# WHAT THE TASK REQUIRES
In the records below, find the line that contains "persisted per-PR state" and the line that contains "use tokio::net::TcpListener;". Set down exactly those lines and every line between them, and nothing more.

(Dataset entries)
=== Begin Enclosure ===
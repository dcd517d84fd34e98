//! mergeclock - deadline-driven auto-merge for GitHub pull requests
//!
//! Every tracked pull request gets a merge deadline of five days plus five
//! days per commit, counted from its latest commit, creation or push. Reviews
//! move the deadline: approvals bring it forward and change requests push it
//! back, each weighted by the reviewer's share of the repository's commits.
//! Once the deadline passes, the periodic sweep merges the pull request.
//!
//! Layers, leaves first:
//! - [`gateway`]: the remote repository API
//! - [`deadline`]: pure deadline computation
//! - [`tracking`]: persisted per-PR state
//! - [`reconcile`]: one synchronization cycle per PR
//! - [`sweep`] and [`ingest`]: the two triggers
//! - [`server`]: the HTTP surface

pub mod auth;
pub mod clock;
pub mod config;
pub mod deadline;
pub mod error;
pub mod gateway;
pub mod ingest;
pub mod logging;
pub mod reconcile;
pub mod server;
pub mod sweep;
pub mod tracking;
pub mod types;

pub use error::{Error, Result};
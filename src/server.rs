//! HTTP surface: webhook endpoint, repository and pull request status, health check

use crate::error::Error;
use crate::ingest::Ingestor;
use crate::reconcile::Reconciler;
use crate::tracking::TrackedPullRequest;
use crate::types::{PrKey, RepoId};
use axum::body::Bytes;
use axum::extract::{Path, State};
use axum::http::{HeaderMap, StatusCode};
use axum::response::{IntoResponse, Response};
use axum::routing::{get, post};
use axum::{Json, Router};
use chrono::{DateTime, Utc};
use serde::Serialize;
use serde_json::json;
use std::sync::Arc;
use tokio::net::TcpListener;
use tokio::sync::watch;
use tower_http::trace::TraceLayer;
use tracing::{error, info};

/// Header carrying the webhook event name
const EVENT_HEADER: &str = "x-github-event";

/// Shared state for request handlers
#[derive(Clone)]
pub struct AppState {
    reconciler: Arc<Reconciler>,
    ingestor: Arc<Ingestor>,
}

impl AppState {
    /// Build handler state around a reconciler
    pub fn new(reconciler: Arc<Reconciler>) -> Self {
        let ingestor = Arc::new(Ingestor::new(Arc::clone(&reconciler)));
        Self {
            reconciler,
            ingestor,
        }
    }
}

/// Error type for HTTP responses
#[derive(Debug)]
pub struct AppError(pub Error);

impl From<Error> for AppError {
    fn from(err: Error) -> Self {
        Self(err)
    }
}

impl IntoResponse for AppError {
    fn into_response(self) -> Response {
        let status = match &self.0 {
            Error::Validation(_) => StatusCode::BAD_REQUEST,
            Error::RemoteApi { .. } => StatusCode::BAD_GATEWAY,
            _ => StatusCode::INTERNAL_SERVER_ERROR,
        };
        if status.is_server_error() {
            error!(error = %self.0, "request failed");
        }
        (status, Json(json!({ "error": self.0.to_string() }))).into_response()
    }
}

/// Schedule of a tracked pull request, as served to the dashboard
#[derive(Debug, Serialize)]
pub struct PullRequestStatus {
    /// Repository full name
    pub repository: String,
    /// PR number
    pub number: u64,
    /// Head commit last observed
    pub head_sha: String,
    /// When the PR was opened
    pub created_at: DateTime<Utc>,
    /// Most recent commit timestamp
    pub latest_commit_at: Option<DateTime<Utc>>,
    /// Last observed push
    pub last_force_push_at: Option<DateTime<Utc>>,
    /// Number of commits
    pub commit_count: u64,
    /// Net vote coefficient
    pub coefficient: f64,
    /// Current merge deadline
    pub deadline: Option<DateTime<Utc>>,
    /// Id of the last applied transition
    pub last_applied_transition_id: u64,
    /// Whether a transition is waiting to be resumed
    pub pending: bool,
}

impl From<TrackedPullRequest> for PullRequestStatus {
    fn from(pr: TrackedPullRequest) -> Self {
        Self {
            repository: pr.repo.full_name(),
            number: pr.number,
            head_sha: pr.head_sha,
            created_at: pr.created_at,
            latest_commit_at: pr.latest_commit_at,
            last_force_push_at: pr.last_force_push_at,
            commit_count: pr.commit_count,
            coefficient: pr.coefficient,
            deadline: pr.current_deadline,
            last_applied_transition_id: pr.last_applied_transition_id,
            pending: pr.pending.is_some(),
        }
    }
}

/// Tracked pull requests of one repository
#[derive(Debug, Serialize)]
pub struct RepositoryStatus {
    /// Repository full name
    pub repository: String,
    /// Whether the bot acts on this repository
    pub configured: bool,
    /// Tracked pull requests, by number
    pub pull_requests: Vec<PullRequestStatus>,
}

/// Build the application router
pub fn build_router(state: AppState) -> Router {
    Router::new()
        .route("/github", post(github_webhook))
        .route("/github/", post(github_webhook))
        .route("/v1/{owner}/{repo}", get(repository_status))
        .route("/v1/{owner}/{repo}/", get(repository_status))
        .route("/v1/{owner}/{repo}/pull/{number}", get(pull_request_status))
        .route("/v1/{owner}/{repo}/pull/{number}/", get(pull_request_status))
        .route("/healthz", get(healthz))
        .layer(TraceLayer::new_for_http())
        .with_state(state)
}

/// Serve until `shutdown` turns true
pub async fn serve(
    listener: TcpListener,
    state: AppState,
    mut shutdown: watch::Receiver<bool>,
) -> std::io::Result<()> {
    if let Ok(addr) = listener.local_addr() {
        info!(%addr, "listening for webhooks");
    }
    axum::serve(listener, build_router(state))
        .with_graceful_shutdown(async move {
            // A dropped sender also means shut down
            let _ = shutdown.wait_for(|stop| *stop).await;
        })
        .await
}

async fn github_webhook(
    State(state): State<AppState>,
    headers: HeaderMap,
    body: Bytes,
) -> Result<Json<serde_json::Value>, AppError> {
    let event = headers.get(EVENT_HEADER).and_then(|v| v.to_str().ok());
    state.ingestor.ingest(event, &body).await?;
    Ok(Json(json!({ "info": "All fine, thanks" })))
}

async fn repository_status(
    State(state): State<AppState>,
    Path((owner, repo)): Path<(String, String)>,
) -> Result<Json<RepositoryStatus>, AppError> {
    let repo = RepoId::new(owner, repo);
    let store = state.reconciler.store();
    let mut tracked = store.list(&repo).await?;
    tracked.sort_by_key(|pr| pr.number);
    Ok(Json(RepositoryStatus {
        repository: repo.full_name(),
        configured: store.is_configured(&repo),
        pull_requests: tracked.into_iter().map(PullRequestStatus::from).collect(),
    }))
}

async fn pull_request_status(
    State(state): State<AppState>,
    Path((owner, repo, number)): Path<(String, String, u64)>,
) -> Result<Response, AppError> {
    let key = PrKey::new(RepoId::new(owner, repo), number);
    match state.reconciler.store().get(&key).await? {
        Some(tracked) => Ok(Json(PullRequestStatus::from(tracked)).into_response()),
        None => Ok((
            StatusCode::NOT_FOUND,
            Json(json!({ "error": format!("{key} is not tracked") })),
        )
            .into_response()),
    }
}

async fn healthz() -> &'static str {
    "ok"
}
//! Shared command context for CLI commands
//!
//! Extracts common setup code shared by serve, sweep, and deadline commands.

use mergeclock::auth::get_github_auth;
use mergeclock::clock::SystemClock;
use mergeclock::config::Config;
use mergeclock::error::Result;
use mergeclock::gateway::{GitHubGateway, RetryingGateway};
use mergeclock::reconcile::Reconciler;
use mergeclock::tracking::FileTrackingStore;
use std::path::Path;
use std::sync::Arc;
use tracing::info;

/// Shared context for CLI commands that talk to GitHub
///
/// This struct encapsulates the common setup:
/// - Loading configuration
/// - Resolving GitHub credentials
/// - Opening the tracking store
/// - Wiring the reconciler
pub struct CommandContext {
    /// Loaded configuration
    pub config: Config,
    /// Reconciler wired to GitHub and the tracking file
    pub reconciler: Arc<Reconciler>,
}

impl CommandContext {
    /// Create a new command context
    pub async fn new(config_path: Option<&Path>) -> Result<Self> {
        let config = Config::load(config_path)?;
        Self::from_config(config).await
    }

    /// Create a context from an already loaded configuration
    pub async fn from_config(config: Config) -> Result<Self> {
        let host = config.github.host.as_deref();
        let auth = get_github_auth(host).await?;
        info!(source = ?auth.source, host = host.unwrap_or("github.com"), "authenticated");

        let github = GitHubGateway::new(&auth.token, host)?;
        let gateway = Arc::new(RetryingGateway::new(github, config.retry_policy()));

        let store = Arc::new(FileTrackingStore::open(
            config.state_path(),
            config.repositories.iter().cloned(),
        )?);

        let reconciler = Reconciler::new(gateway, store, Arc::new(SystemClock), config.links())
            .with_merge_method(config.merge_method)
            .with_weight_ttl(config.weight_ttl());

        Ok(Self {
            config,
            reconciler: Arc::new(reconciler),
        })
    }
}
=== End Enclosure ===
# RESPONSE FOR THIS EXERCISE
//! - [`tracking`]: persisted per-PR state
//! - [`reconcile`]: one synchronization cycle per PR
//! - [`sweep`] and [`ingest`]: the two triggers
//! - [`server`]: the HTTP surface

pub mod auth;
pub mod clock;
pub mod config;
pub mod deadline;
pub mod error;
pub mod gateway;
pub mod ingest;
pub mod logging;
pub mod reconcile;
pub mod server;
pub mod sweep;
pub mod tracking;
pub mod types;

pub use error::{Error, Result};
filename src/server.rs
//! HTTP surface: webhook endpoint, repository and pull request status, health check

use crate::error::Error;
use crate::ingest::Ingestor;
use crate::reconcile::Reconciler;
use crate::tracking::TrackedPullRequest;
use crate::types::{PrKey, RepoId};
use axum::body::Bytes;
use axum::extract::{Path, State};
use axum::http::{HeaderMap, StatusCode};
use axum::response::{IntoResponse, Response};
use axum::routing::{get, post};
use axum::{Json, Router};
use chrono::{DateTime, Utc};
use serde::Serialize;
use serde_json::json;
use std::sync::Arc;
use tokio::net::TcpListener;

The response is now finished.